>>CHERYL LANGDON ORR: We were just looking around to see if we have got the ombudsman in the room.
>>VANDA SCARTEZINI: He is over there.
>>CHERYL LANGDON ORR: Don't behind up the back, Frank. We need you down here.
There is a beautiful line of seats there so we poor chairs can know who is lined up next.
So if you are a speaker, perhaps you could lurk about down there, and even more to the point, come to here just before you are coming up to speak.
So Theresa, if you can come down so we know you are here as well.
You are ready, yes. You are poised.
Welcome, Mr. Ombudsman.
It is my honor and pleasure to introduce to you the at-large. Each one of these people have hundreds, if not thousands, of real Internet users behind them. And your task this morning is to explain the role of your office.
The stage is yours.
>>FRANK FOWLIE: Good morning, everybody.
(saying hello in a different languages).
I am very happy to be here in Mexico City.
I will make my remarks in English because if I did it in Spanish the translators would have a great deal of difficulty.
I have been asked to address three particular questions for you today, and I'll go through them one by one. But before I do, I would like to point out that my office did send down some printed material. There are annual reports available for you. I believe they are outside. Lapel pins, and multilingual brochures in several languages, and I encourage you to take them away.
I will have an office during the week in the business center, and if any of you would like to either ask questions or bring issues to me for review, I will be most happy to set up a time to meet with you there.
The activities that my office is engaged in are part of a systemic view that ICANN has in how it deals with conflict and disputes.
The office of the ombudsman is one of three internal conflict management systems that ICANN established in its bylaws. The office of the ombudsman is informal, private and confidential, and it deals specifically with issues that concern unfairness, not necessarily substantive issues.
For example, the decision made by ICANN was wrong. ICANN, in the view of the office of the ombudsman can make any decision that it wants so long as the process to get to that decision was made fairly.
So it can be the worst decision in the world, but it needs to be by a fair process.
Conversely, it can be absolutely the best decision in the world, but if the process wasn't fair, then obviously members of the community can come to my office.
My jurisdiction relates specifically to the actions, decisions, or inactions by ICANN staff, the board, or its supporting structures, such as ALAC. The principles of the office include independence, impartiality, neutrality and confidentiality.
The other mechanisms that ICANN has to deal with disputes are the newly institutionalized redress mechanism through the Board Governance Committee, which had, in the past, been the board reconsideration committee, and the independent review panel.

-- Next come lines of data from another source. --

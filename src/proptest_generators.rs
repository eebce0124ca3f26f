#[cfg(test)]
mod tests {
    use crate::error::ErrorKind;
    use crate::event::{Event, SimpleEvent};
    use crate::expr::{ArithmeticOp, Expression, LogicalOp, NumberConstant, QuantifierKind, RelationalOp};
    use crate::parser::{is_keyword, HplParser};
    use crate::property::{Pattern, PropertyDraft, PropertyPatch, Scope, TimeBound, TimeUnit};
    use crate::typechecker::TypeChecker;
    use crate::types::DataType;
    use crate::validate::Validator;
    use proptest::prelude::*;

    fn arb_name() -> impl Strategy<Value = String> {
        "[a-z][a-z0-9_]{0,5}".prop_filter("keywords are reserved", |s| !is_keyword(s))
    }

    fn arb_number() -> impl Strategy<Value = f64> {
        prop_oneof![
            4 => (-1000i32..1000).prop_map(f64::from),
            4 => -1e6f64..1e6,
            1 => Just(-0.0),
            1 => Just(f64::NAN),
            1 => Just(f64::INFINITY),
            1 => Just(f64::NEG_INFINITY),
        ]
    }

    fn arb_arithmetic_op() -> impl Strategy<Value = ArithmeticOp> {
        prop_oneof![
            Just(ArithmeticOp::Add),
            Just(ArithmeticOp::Sub),
            Just(ArithmeticOp::Mul),
            Just(ArithmeticOp::Div),
            Just(ArithmeticOp::Pow),
        ]
    }

    fn arb_ordering_op() -> impl Strategy<Value = RelationalOp> {
        prop_oneof![
            Just(RelationalOp::Lt),
            Just(RelationalOp::Lte),
            Just(RelationalOp::Gt),
            Just(RelationalOp::Gte),
        ]
    }

    fn arb_comparison_op() -> impl Strategy<Value = RelationalOp> {
        prop_oneof![arb_ordering_op(), Just(RelationalOp::Eq), Just(RelationalOp::Neq)]
    }

    fn arb_relational_op() -> impl Strategy<Value = RelationalOp> {
        prop_oneof![arb_comparison_op(), Just(RelationalOp::In)]
    }

    fn arb_logical_op() -> impl Strategy<Value = LogicalOp> {
        prop_oneof![
            Just(LogicalOp::And),
            Just(LogicalOp::Or),
            Just(LogicalOp::Implies),
            Just(LogicalOp::Iff),
        ]
    }

    // Roots are `@var` or a bare field, optionally followed by `.f` and `[i]`
    fn arb_reference() -> impl Strategy<Value = Expression> {
        (
            any::<bool>(),
            arb_name(),
            prop::option::of(arb_name()),
            prop::option::of(0u32..4),
        )
            .prop_map(|(variable, root, field, index)| {
                let mut r = if variable {
                    Expression::var(root)
                } else {
                    Expression::field(root)
                };
                if let Some(field) = field {
                    r = Expression::field_access(r, field);
                }
                if let Some(i) = index {
                    r = Expression::index(r, Expression::number(f64::from(i)));
                }
                r
            })
    }

    fn arb_leaf() -> impl Strategy<Value = Expression> {
        prop_oneof![
            any::<bool>().prop_map(Expression::bool),
            arb_number().prop_map(Expression::number),
            "[a-zA-Z0-9 \"\\\\]{0,8}".prop_map(Expression::string),
            prop_oneof![
                Just(NumberConstant::Pi),
                Just(NumberConstant::Inf),
                Just(NumberConstant::Nan)
            ]
            .prop_map(Expression::constant),
            arb_reference(),
        ]
    }

    // Quantifier domains must be atomic values
    fn arb_domain() -> impl Strategy<Value = Expression> {
        prop_oneof![
            (arb_number(), any::<bool>(), arb_number(), any::<bool>()).prop_map(|(l, li, u, ui)| {
                Expression::range(Expression::number(l), li, Expression::number(u), ui)
            }),
            prop::collection::vec(arb_leaf(), 1..4).prop_map(Expression::enumeration),
            arb_reference(),
        ]
    }

    // Syntactically valid, not necessarily well typed
    fn arb_expression() -> impl Strategy<Value = Expression> {
        arb_leaf().prop_recursive(4, 32, 3, |inner| {
            prop_oneof![
                inner.clone().prop_map(Expression::negative),
                inner.clone().prop_map(Expression::not),
                (arb_arithmetic_op(), inner.clone(), inner.clone())
                    .prop_map(|(op, a, b)| Expression::arithmetic(op, a, b)),
                (arb_relational_op(), inner.clone(), inner.clone())
                    .prop_map(|(op, a, b)| Expression::relational(op, a, b)),
                (arb_logical_op(), inner.clone(), inner.clone())
                    .prop_map(|(op, a, b)| Expression::logical(op, a, b)),
                (arb_name(), inner.clone()).prop_map(|(name, arg)| Expression::call(name, arg)),
                prop::collection::vec(inner.clone(), 1..4).prop_map(Expression::enumeration),
                (inner.clone(), any::<bool>(), inner.clone(), any::<bool>())
                    .prop_map(|(l, li, u, ui)| Expression::range(l, li, u, ui)),
                (any::<bool>(), arb_name(), arb_domain(), inner).prop_map(|(all, var, domain, body)| {
                    let kind = if all {
                        QuantifierKind::Forall
                    } else {
                        QuantifierKind::Exists
                    };
                    Expression::quantifier(kind, var, domain, body)
                }),
            ]
        })
    }

    fn simple(channel: &str, alias: Option<&str>, predicate: Option<&str>) -> Event {
        let mut event = SimpleEvent::new(channel).unwrap();
        if let Some(alias) = alias {
            event = event.with_alias(alias).unwrap();
        }
        if let Some(predicate) = predicate {
            event = event.with_predicate(HplParser::parse_predicate(predicate).unwrap());
        }
        Event::Simple(event)
    }

    // Well-formed properties over every scope and pattern
    fn arb_property() -> impl Strategy<Value = PropertyDraft> {
        (
            0usize..4,
            0usize..5,
            prop::option::of((1u32..1000, any::<bool>())),
            0u32..100,
        )
            .prop_map(|(scope, pattern, bound, n)| {
                let start = || simple("/start", Some("S"), None);
                let stop = || simple("/stop", None, Some("id = @S.id"));
                let scope = match scope {
                    0 => Scope::Global,
                    1 => Scope::after(start()),
                    2 => Scope::after_until(start(), stop()),
                    _ => Scope::until(simple("/stop", None, Some("id > 0"))),
                };
                let bound = bound.map(|(amount, ms)| {
                    let unit = if ms {
                        TimeUnit::Milliseconds
                    } else {
                        TimeUnit::Seconds
                    };
                    TimeBound::new(f64::from(amount), unit).unwrap()
                });
                let guard = format!("x > {}", n);
                let trigger = simple("/cmd", Some("T"), Some(guard.as_str()));
                let event = simple("/fb", None, Some("x = @T.x"));
                let pattern = match pattern {
                    0 => Pattern::existence(simple("/fb", None, Some(guard.as_str())), bound),
                    1 => Pattern::absence(simple("/fb", None, Some(guard.as_str())), bound),
                    2 => Pattern::response(trigger, event, bound),
                    3 => Pattern::prevention(trigger, event, bound),
                    _ => Pattern::requirement(trigger, event, bound),
                };
                PropertyDraft::new(scope, pattern)
            })
    }

    proptest! {
        #[test]
        fn test_expression_display_parse(expr in arb_expression()) {
            // braces keep a top-level set from reading as a predicate
            let text = format!("{{{}}}", expr);
            match HplParser::parse_predicate(&text) {
                Ok(parsed) => prop_assert_eq!(parsed, expr),
                Err(e) => prop_assert!(false, "Failed to parse {expr:?} -> `{text}`: {:?}", e),
            }
        }

        #[test]
        fn test_numeric_arithmetic_is_sound(a in arb_number(), b in arb_number(), op in arb_arithmetic_op()) {
            let e = Expression::arithmetic(op, Expression::number(a), Expression::number(b));
            prop_assert_eq!(TypeChecker::default().infer(&e), Ok(DataType::Number));
        }

        #[test]
        fn test_numeric_comparison_is_sound(a in arb_number(), b in arb_number(), op in arb_comparison_op()) {
            let e = Expression::relational(op, Expression::number(a), Expression::number(b));
            prop_assert_eq!(TypeChecker::default().infer(&e), Ok(DataType::Bool));
        }

        #[test]
        fn test_mixed_ordering_reports_one_mismatch(
            flag in any::<bool>(),
            n in arb_number(),
            op in arb_ordering_op(),
            swap in any::<bool>(),
        ) {
            let (a, b) = if swap {
                (Expression::number(n), Expression::bool(flag))
            } else {
                (Expression::bool(flag), Expression::number(n))
            };
            let errors = TypeChecker::default()
                .infer(&Expression::relational(op, a, b))
                .unwrap_err();
            let mismatches = errors.iter().filter(|e| e.kind() == ErrorKind::TypeMismatch).count();
            prop_assert_eq!(mismatches, 1);
        }

        #[test]
        fn test_empty_patch_is_identity(draft in arb_property()) {
            let property = Validator::default().validate(draft).unwrap();
            let copy = property.but(PropertyPatch::default()).unwrap();
            prop_assert_eq!(&copy, &property);
        }

        #[test]
        fn test_validation_is_idempotent(draft in arb_property()) {
            let validator = Validator::default();
            let property = validator.validate(draft).unwrap();
            prop_assert_eq!(validator.revalidate(&property).unwrap(), property);
        }

        #[test]
        fn test_property_display_parse(draft in arb_property()) {
            let validator = Validator::default();
            let property = validator.validate(draft).unwrap();
            let text = property.to_string();
            match validator.parse_property(&text) {
                Ok(parsed) => prop_assert_eq!(parsed, property),
                Err(e) => prop_assert!(false, "Failed to parse `{text}`: {:?}", e),
            }
        }
    }
}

The normal work of the office is to receive complaints about the actions, decisions, or inactions of the organization, by members of the community or stakeholders, and to use a wide spectrum of alternative dispute resolution techniques to try to resolve the issue.

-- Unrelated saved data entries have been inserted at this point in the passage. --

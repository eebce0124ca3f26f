//! Front end for HPL, a specification language for temporal properties over
//! message-passing systems.
//!
//! Text is parsed into drafts by [`HplParser`], and a [`Validator`] turns
//! drafts into immutable [`Property`] values: every predicate type checked,
//! every reference tied to the event it denotes. Failures come back as
//! [`Diagnostics`] listing every problem found.
//!
//! ```
//! let property = hpl::parse_property(
//!     "globally: /cmd as T causes /fb {x = @T.x} within 5 s",
//! ).unwrap();
//! assert!(property.is_liveness());
//! ```

pub mod config;
pub mod error;
pub mod event;
pub mod expr;
pub mod functions;
pub mod logging;
pub mod parser;
pub mod property;
pub mod resolver;
pub mod rewrite;
pub mod typechecker;
pub mod types;
pub mod validate;

#[cfg(test)]
mod proptest_generators;

pub use config::ValidatorConfig;
pub use error::{Diagnostics, ErrorCategory, ErrorKind, HplError};
pub use event::{Disjunction, Event, EventRole, EventTarget, SimpleEvent};
pub use expr::{Expression, Name};
pub use parser::HplParser;
pub use property::{
    Metadata, Pattern, Property, PropertyDraft, PropertyPatch, Scope, Specification, TimeBound,
    TimeUnit,
};
pub use types::{DataType, FieldType, MessageType, MessageTypes};
pub use validate::Validator;

/// Parse and validate a single property with the default configuration
pub fn parse_property(input: &str) -> Result<Property, Diagnostics> {
    Validator::default().parse_property(input)
}

/// Parse and validate one or more properties with the default configuration
pub fn parse_specification(input: &str) -> Result<Specification, Diagnostics> {
    Validator::default().parse_specification(input)
}

/// Parse and type check a standalone predicate
pub fn parse_predicate(input: &str) -> Result<Expression, Diagnostics> {
    Validator::default().parse_predicate(input)
}
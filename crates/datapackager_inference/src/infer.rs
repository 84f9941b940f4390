//! Schema inference entry points.

use std::fs;
use std::path::Path;
use std::str::FromStr;

use datapackager_protocol::FieldType;
use serde::{Deserialize, Serialize};
use tracing::{debug, warn};

use crate::error::InferenceError;
use crate::stats::ColumnStats;
use crate::table::{read_table, Table};
use crate::temporal::{temporal_extent, time_extent, TimestampParser};
use crate::type_inference::solver::is_null_value;
use crate::type_inference::{infer_column_type, DataType};

/// Bytes read in [`InferenceMode::Sample`] unless configured otherwise.
pub const DEFAULT_SAMPLE_BYTES: usize = 1024;

/// How much of the file to look at.
#[derive(Debug, Clone, Copy, PartialEq, Eq, Default, Serialize, Deserialize)]
#[serde(rename_all = "lowercase")]
pub enum InferenceMode {
    /// Head of the file only; names and types, no statistics.
    Sample,
    /// Whole file, with statistics for numeric columns.
    #[default]
    Full,
}

impl FromStr for InferenceMode {
    type Err = String;

    fn from_str(s: &str) -> Result<Self, Self::Err> {
        match s.to_ascii_lowercase().as_str() {
            "sample" => Ok(InferenceMode::Sample),
            "full" => Ok(InferenceMode::Full),
            _ => Err(format!("Invalid inference mode: '{}'. Expected: sample, full", s)),
        }
    }
}

#[derive(Debug, Clone)]
pub struct InferenceOptions {
    /// Explicit delimiter; sniffed when `None`.
    pub separator: Option<u8>,
    pub mode: InferenceMode,
    pub sample_bytes: usize,
    pub timestamps: TimestampParser,
}

impl Default for InferenceOptions {
    fn default() -> Self {
        Self {
            separator: None,
            mode: InferenceMode::Full,
            sample_bytes: DEFAULT_SAMPLE_BYTES,
            timestamps: TimestampParser::default(),
        }
    }
}

impl InferenceOptions {
    pub fn sample() -> Self {
        Self {
            mode: InferenceMode::Sample,
            ..Self::default()
        }
    }
}

/// One inferred column, serialized as a JSON Table Schema field.
#[derive(Debug, Clone, PartialEq, Serialize)]
pub struct InferredField {
    pub index: u64,
    pub name: String,
    #[serde(rename = "type")]
    pub field_type: FieldType,
    #[serde(flatten)]
    pub stats: Option<ColumnStats>,
    #[serde(skip_serializing_if = "Option::is_none")]
    pub temporal_extent: Option<String>,
}

#[derive(Debug, Clone, PartialEq, Serialize)]
pub struct InferredSchema {
    pub fields: Vec<InferredField>,
}

impl InferredSchema {
    pub fn field(&self, name: &str) -> Option<&InferredField> {
        self.fields.iter().find(|f| f.name == name)
    }
}

/// Read a delimited file from disk and infer its schema.
pub fn infer_schema_from_path(
    path: &Path,
    options: &InferenceOptions,
) -> Result<InferredSchema, InferenceError> {
    let bytes = fs::read(path).map_err(|source| InferenceError::Io {
        path: path.to_path_buf(),
        source,
    })?;
    debug!(path = %path.display(), bytes = bytes.len(), "Inferring schema");
    infer_schema_from_bytes(&bytes, options)
}

/// Infer a schema from the raw contents of a delimited file.
pub fn infer_schema_from_bytes(
    bytes: &[u8],
    options: &InferenceOptions,
) -> Result<InferredSchema, InferenceError> {
    let input = match options.mode {
        InferenceMode::Sample => sample_head(bytes, options.sample_bytes),
        InferenceMode::Full => bytes,
    };

    let table = read_table(input, options.separator)?;

    let fields = table
        .headers
        .iter()
        .enumerate()
        .map(|(index, name)| infer_field(&table, index, name, options))
        .collect();

    Ok(InferredSchema { fields })
}

/// Cut the input to at most `limit` bytes, ending on a line boundary so the
/// last row is never partial. A head with no newline is kept whole.
fn sample_head(bytes: &[u8], limit: usize) -> &[u8] {
    if bytes.len() <= limit {
        return bytes;
    }
    let head = &bytes[..limit];
    match head.iter().rposition(|&b| b == b'\n') {
        Some(pos) => &head[..=pos],
        None => head,
    }
}

fn infer_field(table: &Table, index: usize, name: &str, options: &InferenceOptions) -> InferredField {
    let result = infer_column_type(table.column(index));
    for evidence in result.evidence() {
        debug!(
            column = name,
            row = evidence.row_index,
            eliminated = %evidence.data_type,
            reason = %evidence.reason,
            "Type eliminated"
        );
    }
    debug!(column = name, result = %result, "Column type resolved");
    let mut data_type = result.data_type();

    // Auxiliary pass: text that the permissive parser reads as timestamps
    // ("Tue, 5 Mar 2024", "2024-03-05 10:00 EST") is still a datetime column.
    if data_type == DataType::String && all_timestamps(table, index, &options.timestamps) {
        debug!(column = name, "Text column reparsed as datetime");
        data_type = DataType::DateTime;
    }

    let field_type = FieldType::from(data_type);

    let stats = match options.mode {
        InferenceMode::Full if data_type.is_numeric() => {
            let values: Vec<f64> = table
                .column(index)
                .filter(|v| !is_null_value(v))
                .filter_map(|v| v.trim().parse::<f64>().ok())
                .collect();
            ColumnStats::describe(&values)
        }
        _ => None,
    };

    let temporal_extent = if data_type.is_temporal() {
        let extent = if data_type == DataType::Time {
            time_extent(table.column(index))
        } else {
            temporal_extent(&options.timestamps, table.column(index))
        };
        match extent {
            Ok(extent) => extent,
            Err(e) => {
                warn!(column = name, error = %e, "Omitting temporal extent");
                None
            }
        }
    } else {
        None
    };

    InferredField {
        index: index as u64,
        name: name.to_string(),
        field_type,
        stats,
        temporal_extent,
    }
}

fn all_timestamps(table: &Table, index: usize, parser: &TimestampParser) -> bool {
    let mut seen = false;
    for value in table.column(index).filter(|v| !is_null_value(v)) {
        if parser.parse(value).is_err() {
            return false;
        }
        seen = true;
    }
    seen
}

And when needed, to provide reports to the Board of Directors suggesting individual and systemic redress, and to try to prevent further unfair necessary from happening in the future.
The perspectives where the views of the individual Internet users are important to my office obviously are if those persons are impacted by what they believe is an unfair act, decision, or inaction by the organization.
We encourage, actively, for members of the community to contact my office as the lowest possible temperature for resolving conflict in an informal way before accelerating through to other processes, which, while they may be very important in resolving disputes, lack, in my humble view, the timely and informal way that the office of the ombudsman can deal with disputes.
Individual users of the Internet have made complaints in the past, and these have led to both individual and systemic improvements in the way that ICANN conducts its business.
Presently, the office of the ombudsman is into its five-year or summative review process. And shortly a group of masters students from Pepperdine University will be inviting community feedback about the office of the ombudsman, so your input into that serving will be most appreciative and helpful.
And the third question I have been asked to address is the opportunities for increased engagement with the ALAC community. Actually, I hope, with respect to ALAC and its community, that we have decreased. I think the Chair and I are both in agreement that the most — the least amount of time we have to spend talking about conflict within the ALAC or from ALAC members, the happier all concerned would be.
However, if members of the community, as individual Internet users, are not pleased with the manner in which they are being treated by the organization, I am always amenable to receive complaints or contacts.
And there is a large body of information on www.icannombudsman.org in a number of languages that talks about the office.
We have our annual reports are posted there, case reports are posted there, as well as a method to be able to send direct and secure and confidential e-mail contact to me.
And with that, madam chairman, unless there is anything else you would like me to speak about, I will turn the dais back over to you.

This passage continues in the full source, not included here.